| TASK |
Determine which lines of the records include the word "PathBuf", and copy them.

Saved entries:

//! Google Cloud Example Agent.
//!
//! Run with: cargo run -p example-agent -- startdaemon -c configuration.json

mod cli;
mod commands;
mod config;
mod services;
mod usage_codes;

#[cfg(test)]
mod testing;

use std::{io, path::PathBuf, sync::Arc};

use clap::Parser;
use tracing::Level;
use workload_agent_core::{
    CloudProperties, Integration, LogParameters, MetadataClient, UsageLogger,
    logging::{self, level_from_str, ote_file_path},
    usage::HttpUsageReporter,
};

use crate::cli::{Cli, Command};

/// Identity of this agent.
pub fn integration() -> Integration {
    Integration {
        integration_name: "example".to_string(),
        agent_name: "google-cloud-example-agent".to_string(),
        agent_binary_name: "google_cloud_example_agent".to_string(),
        agent_long_name: "Google Cloud Example Agent".to_string(),
        agent_version: env!("CARGO_PKG_VERSION").to_string(),
    }
}

#[tokio::main]
async fn main() -> anyhow::Result<()> {
    let cli = Cli::parse();
    let integration = integration();

    if matches!(cli.command, Command::Version) {
        commands::version::run(&integration, &mut io::stdout())?;
        return Ok(());
    }

    let os_type = std::env::consts::OS;
    let requested_level = level_from_str(&cli.logging.log_level);
    let params = match &cli.command {
        // The daemon's level comes from its configuration once read.
        Command::StartDaemon(_) => LogParameters {
            os_type: os_type.to_string(),
            log_file_name: Some(ote_file_path(&integration.agent_name, "", os_type, "")),
            ..LogParameters::default()
        },
        command => LogParameters {
            os_type: os_type.to_string(),
            level: requested_level.unwrap_or(Level::INFO),
            log_file_name: Some(cli.logging.log_file.clone().unwrap_or_else(|| {
                ote_file_path(&integration.agent_name, command.name(), os_type, "")
            })),
        },
    };
    let log_guard = logging::init(&params)?;
    if let Some(path) = log_guard.log_file() {
        tracing::debug!(path = %path.display(), "Writing logs to file");
    }
    if requested_level.is_none() && !matches!(cli.command, Command::StartDaemon(_)) {
        tracing::warn!(level = %cli.logging.log_level, "Unsupported log level, defaulting to info");
    }

    let cloud_properties = match MetadataClient::default().fetch_cloud_properties().await {
        Ok(properties) => properties,
        Err(e) => {
            tracing::warn!(error = %e, "Could not fetch cloud properties from the metadata server");
            CloudProperties::default()
        }
    };
    let usage = Arc::new(UsageLogger::new(Arc::new(HttpUsageReporter::default()), &[]));

    let result: anyhow::Result<()> = match cli.command {
        Command::Version => Ok(()),
        Command::Echo(args) => {
            commands::echo::run(&args, &integration, &cloud_properties, &usage, &mut io::stdout())
                .await
                .map_err(Into::into)
        }
        Command::LogUsage(args) => commands::logusage::run(
            &args,
            &integration.agent_name,
            &integration.agent_version,
            &cloud_properties,
            &usage,
        )
        .await
        .map_err(Into::into),
        Command::StartDaemon(args) => {
            let path = args
                .config
                .unwrap_or_else(|| config::default_config_path(os_type));
            run_daemon(path, integration, cloud_properties, usage, &log_guard).await
        }
    };

    if let Err(e) = &result {
        tracing::error!(error = %e, "Command failed");
    }
    result
}

async fn run_daemon(
    path: PathBuf,
    integration: Integration,
    cloud_properties: CloudProperties,
    usage: Arc<UsageLogger>,
    logging: &logging::LoggingGuard,
) -> anyhow::Result<()> {
    commands::daemon::run(
        &path,
        integration,
        cloud_properties,
        usage,
        logging,
        workload_agent_daemon::shutdown_signal(),
    )
    .await
}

| RESULT FOR THIS EXERCISE |
use std::{io, path::PathBuf, sync::Arc};
    path: PathBuf,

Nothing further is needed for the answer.